[JBoss JIRA] (ISPN-6388) Spark integration - TimeoutException: Replication timeout on application execution - infinispan-issues

Friday, 22 April 2016

    [
https://issues.jboss.org/browse/ISPN-6388?page=com.atlassian.jira.plugin....
] 

Gustavo Fernandes commented on ISPN-6388:
-----------------------------------------

Here's my theory of what happened in your test.

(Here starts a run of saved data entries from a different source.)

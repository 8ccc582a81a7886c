use std::time::Duration;

use axum::extract::{Request, State};
use axum::middleware::Next;
use axum::response::{IntoResponse, Response};
use tracing::warn;

use crate::error::AppError;

/// Fails the request with 504 once `deadline` elapses.
///
/// The handler future is dropped on elapse, which cancels whatever store
/// call it was awaiting. Nothing is retried.
pub async fn deadline(
    State(deadline): State<Duration>,
    request: Request,
    next: Next,
) -> Response {
    let method = request.method().clone();
    let uri = request.uri().clone();

    match tokio::time::timeout(deadline, next.run(request)).await {
        Ok(response) => response,
        Err(_) => {
            warn!(%method, %uri, ?deadline, "request deadline elapsed");
            AppError::DeadlineElapsed.into_response()
        }
    }
}
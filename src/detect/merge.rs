//! Coalescing of per-month drop flags into incidents.

use chrono::NaiveDate;

use crate::sequencer::Measurement;

use super::drops::RawInterval;
use super::Incident;

/// Merge intervals whose end indexes step forward by exactly one month.
///
/// Only the end index takes part in the adjacency test: the next interval
/// joins the accumulator when `acc.end + 1 == next.end`, whatever its start.
/// Severity keeps the maximum; the bad-period download is a running pairwise
/// mean, so later months weigh more than earlier ones.
pub(crate) fn merge_intervals(intervals: Vec<RawInterval>) -> Vec<RawInterval> {
    let mut iter = intervals.into_iter();
    let Some(mut acc) = iter.next() else {
        return Vec::new();
    };

    let mut merged = Vec::new();
    for next in iter {
        if acc.end + 1 == next.end {
            acc.end = next.end;
            acc.severity = acc.severity.max(next.severity);
            acc.bad_period_download = (acc.bad_period_download + next.bad_period_download) / 2.0;
        } else {
            merged.push(acc);
            acc = next;
        }
    }
    merged.push(acc);
    merged
}

/// Turn merged index intervals back into dated incidents.
///
/// `affected_count` covers `[start, end)`: the end month is not counted.
pub(crate) fn materialize(
    intervals: &[RawInterval],
    dates: &[NaiveDate],
    values: &[Measurement],
) -> Vec<Incident> {
    intervals
        .iter()
        .map(|r| Incident {
            start: dates[r.start],
            end: dates[r.end],
            affected_count: values[r.start..r.end].iter().map(|m| m.count).sum(),
            severity: r.severity,
            good_period_download: r.good_period_download,
            bad_period_download: r.bad_period_download,
        })
        .collect()
}
//! Database schema and migrations.

use anyhow::{bail, Result};
use rusqlite::Connection;

/// Name of the monthly aggregate table.
pub const DEFAULT_TABLE: &str = "client_asn_client_loc_by_month";

/// Table names are spliced into SQL, so only plain identifiers are allowed.
pub fn check_table_name(table: &str) -> Result<()> {
    let mut chars = table.chars();
    let valid = chars
        .next()
        .is_some_and(|c| c.is_ascii_alphabetic() || c == '_')
        && chars.all(|c| c.is_ascii_alphanumeric() || c == '_');
    if !valid {
        bail!("invalid table name {table:?}");
    }
    Ok(())
}

/// Create the monthly aggregate table if it does not exist.
///
/// `count` and `download_speed_mbps_median` hold the raw cell contents
/// (decimal text and 8 big-endian bytes) and are decoded by the sequencer.
pub fn migrate(conn: &Connection, table: &str) -> Result<()> {
    check_table_name(table)?;
    conn.execute_batch(&format!(
        "CREATE TABLE IF NOT EXISTS schema_version (
            version INTEGER PRIMARY KEY,
            applied_at TEXT NOT NULL DEFAULT (datetime('now'))
        );

        CREATE TABLE IF NOT EXISTS {table} (
            row_key TEXT PRIMARY KEY,
            client_asn_number TEXT NOT NULL,
            client_location_key TEXT NOT NULL,
            date TEXT NOT NULL,
            count TEXT NOT NULL,
            download_speed_mbps_median BLOB NOT NULL
        );

        CREATE INDEX IF NOT EXISTS {table}_by_pair
            ON {table} (client_asn_number, client_location_key, date);

        INSERT OR IGNORE INTO schema_version (version) VALUES (1);"
    ))?;
    Ok(())
}

/// Fail unless `table` already exists. Used where the schema must not be
/// touched, such as read-only scans.
pub fn ensure_table(conn: &Connection, table: &str) -> Result<()> {
    check_table_name(table)?;
    let found: bool = conn.query_row(
        "SELECT EXISTS(SELECT 1 FROM sqlite_master WHERE type = 'table' AND name = ?1)",
        [table],
        |row| row.get(0),
    )?;
    if !found {
        bail!("table {table} not found in database");
    }
    Ok(())
}
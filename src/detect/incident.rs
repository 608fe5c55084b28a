use chrono::{Months, NaiveDate};
use serde::Serialize;

use crate::sequencer::EntityKey;

/// Dashboard the incident links point at.
pub const DEFAULT_VIZ_BASE_URL: &str = "https://viz.measurementlab.net";

/// Date format used in links and reports.
pub const DATE_FORMAT: &str = "%Y-%m-%d";

/// A year or more of download speeds more than 30% below the year before.
#[derive(Debug, Clone, PartialEq, Serialize)]
pub struct Incident {
    /// First month of the comparison window (inclusive).
    pub start: NaiveDate,
    /// Last month of the dropped year (inclusive).
    pub end: NaiveDate,
    /// Tests run from `start` up to, but not including, `end`.
    pub affected_count: u64,
    pub severity: f64,
    pub good_period_download: f64,
    pub bad_period_download: f64,
}

impl Incident {
    /// Link to the location view for `key`, opened a year before the
    /// incident so the good period is on screen too.
    pub fn url(&self, key: &EntityKey, base: &str) -> String {
        let window_start = self
            .start
            .checked_sub_months(Months::new(12))
            .unwrap_or(self.start);
        format!(
            "{}/location/{}?aggr=month&isps={}&start={}&end={}",
            base.trim_end_matches('/'),
            key.loc,
            key.asn,
            window_start.format(DATE_FORMAT),
            self.end.format(DATE_FORMAT),
        )
    }
}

There were failures during the iteration: either a server was down or for some reason it
stopped responding, maybe due to GC (it does not matter the reason). 
When such failures occur, there is a retry with the segments that were not done, and since
from the logs you were using the Hot Rod client version 8.1.0.Final, it was being affected
by https://issues.jboss.org/browse/ISPN-6234, where after a failover it would retry with
the wrong segments. Since the segments were wrong, the iteration would not be confined to
the local server where it contacted, causing remote RPC to obtain the segments, ultimately
provoking a cascade effect resulting on timeouts. 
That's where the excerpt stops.